Surprisingly Fewer Chum Salmon Return to Puget Sound Than Expected

Chum salmon returns this year have been dismal in much of Puget Sound.

“This season may be going down as the worst harvest of chum on record for Squaxin,” said Joe Peters, Squaxin Island tribal natural resources policy representative.

Chum sport and tribal fishing were shut down in South Sound after test fisheries found far fewer fish than forecast.

The state and tribal co-managers conduct an annual chum test fishery at Apple Cove Point near Kingston. It’s a real-time check of the size of the run, used to adjust harvest quotas for chum throughout South Puget Sound.

The preliminary forecast for chum was 555,000, but the test fishery results were so poor, the forecast was revised to 243,000.

“These returns are the worst in 20 years, and we don’t have a real culprit identified,” said Bill Patton, Northwest Indian Fisheries Commission South Sound biologist. “Returns were supposed to be decent.”

The Squaxin Island Tribe’s surveys showed that Totten Inlet, where Kennedy Creek is a major chum stream, will make escapement – the number of fish needed to sustain the run – but Eld Inlet is still between 40 to 60 percent of what it needs.

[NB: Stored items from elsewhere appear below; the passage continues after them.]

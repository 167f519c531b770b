use std::io::{BufRead, Write};

use billing_service::{generate_bill, BillingStrategy, CareCategory, Patient, Tariff};
use error_common::Result;
use events_bus::{admit_patient, Admission, NotificationListener};
use logger_redacted::{PiiRedactor, RedactionConfig};
use rust_decimal::Decimal;
use tracing::{info, warn};

use crate::intake::{collect_details, Prompter, CATEGORY_PROMPT, INSURANCE_PROMPT};

/// Result of one pass through the desk
#[derive(Debug, Clone)]
pub struct DeskOutcome {
    pub admission: Admission,
    pub base_bill: Decimal,
    pub strategy: BillingStrategy,
    pub final_bill: Decimal,
}

/// Admission desk: collect, classify, bill, notify, discount, print
pub struct AdmissionDesk {
    tariff: Tariff,
    redactor: PiiRedactor,
}

impl AdmissionDesk {
    pub fn new(tariff: Tariff, redactor: PiiRedactor) -> Self {
        Self { tariff, redactor }
    }

    /// Run one admission over `input`/`output`, notifying `listeners`.
    ///
    /// A non-integer age or category stops the run with
    /// [`HospitalError::InvalidInteger`](error_common::HospitalError::InvalidInteger);
    /// whatever was printed before stays printed.
    pub fn run<R: BufRead, W: Write>(
        &self,
        input: R,
        output: W,
        listeners: &mut [&mut dyn NotificationListener],
    ) -> Result<DeskOutcome> {
        let mut prompter = Prompter::new(input, output);

        let details = collect_details(&mut prompter)?;
        let selector: i64 = prompter.ask_integer(CATEGORY_PROMPT, "category")?;
        let category = CareCategory::from_selector(selector);
        if !CareCategory::is_menu_selector(selector) {
            warn!(selector, "Unrecognized category selector, admitting as emergency");
        }

        let patient = Patient::new(details, self.tariff.care_for(category));
        info!(
            patient = %self.redactor.pseudonymize(&patient.details.name),
            contact = %self.redactor.pseudonymize_contact(&patient.details.contact),
            age = patient.details.age,
            category = %category,
            "Patient registered"
        );

        let base_bill = patient.base_bill()?;
        let admission = admit_patient(&patient, listeners)?;

        let answer = prompter.ask(INSURANCE_PROMPT)?;
        let strategy = BillingStrategy::from_insurance_answer(&answer);
        let final_bill = generate_bill(base_bill, strategy);

        let output = prompter.output();
        writeln!(output, "Final Bill: {}", final_bill.normalize())?;
        output.flush()?;

        info!(
            admission_id = %admission.id,
            base_bill = %base_bill,
            final_bill = %final_bill,
            insurance = strategy.is_insurance(),
            "Bill generated"
        );

        Ok(DeskOutcome {
            admission,
            base_bill,
            strategy,
            final_bill,
        })
    }
}

impl Default for AdmissionDesk {
    fn default() -> Self {
        Self::new(Tariff::standard(), PiiRedactor::new(RedactionConfig::default()))
    }
}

“It’s been beyond depressing,” said Mike Huff, Suquamish Tribe’s hatchery manager.

The tribe’s Grovers Creek Hatchery had a total of 720 chum adults return, with an egg take of 419,000.

“Normally we have about 2,000 chum salmon to spawn and get 2.5 million eggs into our hatchery, but this is the lowest we’ve ever had,” he said.

Hood Canal’s preseason forecast was reduced by 23 percent over the commercial fishing season, said Abigail Welch, Port Gamble S’Klallam Tribe’s fisheries biologist.

Welch suspects the 2015 warm ocean conditions are in part to blame. The tribe released nearly 1.3 million fry in 2015 – the largest number in seven years – hoping for a fruitful return in 2019, she said. Only 500 chum returned to the tribe’s Point Julia Hatchery in Port Gamble Bay. On average, more than 4,000 fish return to the bay.

The tribe’s fishermen had minimal fishing effort due to the low returns. In October, 344 chum were harvested. Nobody fished the bay in November.

In South Hood Canal, only 246 fish returned to the Skokomish Tribe’s Enatai Hatchery, with 637,000 eggs taken for spawning, said Robert Blankenship, the tribe’s hatchery manager. The tribe normally spawns 2,500 fish for 3.5 million eggs, based on average fecundity of 2,800 eggs per female.

Tulalip Tribes’ salmon enhancement biologist Mike Crewson says that climate change is having an impact on fish in both marine and fresh water. Tulalip’s Bernie “Kai Kai” Gobin hatchery had its lowest egg take ever.

“This year’s hatchery chum run and egg take is about 90 percent below average and 95 percent below what we’ve seen in a good year,” he said. “The run is close to 80 percent males, which further limits the number of eggs we can produce.”

Skagit River Chum Haven’t Been Fished for a Decade

Skagit River fisheries managers have been alarmed by small chum returns for a decade.

“We’ve been scratching our heads about why the chum aren’t coming back,” said Scott Schuyler, Upper Skagit Tribe’s natural resources director. “When we tried to broodstock for our hatchery program during the week that should have been the peak return, we caught two fish. In the nineties, we had a quarter of a million fish return.”

Chum used to be one of the staples for the Upper Skagit Tribe, Schuyler added.

“It’s how we survived through the winter. We haven’t had a chum fishery since 2007 and that was a bust.”

The Sauk-Suiattle Tribe has been developing a hatchery chum supplementation program on the Sauk River, a tributary to the Skagit, for the past few years. In 2017, the tribe’s natural resources department released 20,000 fry, which should return as adults in fall 2020.

While the goal is to collect 50 male and 50 female adults to spawn, Sauk-Suiattle hatchery staff collected 14 of each, providing 34,000 eggs. The eggs will be incubated to eyed stage at the Marblemount Hatchery on the Skagit River and then raised in remote site incubators on a tributary to the Sauk.

“In 2008, returns in the Skagit dropped to the worst level historically,” said Grant Kirby, Sauk-Suiattle fisheries biologist. “The Sauk population is the smallest of the sub-populations in the Skagit River system.”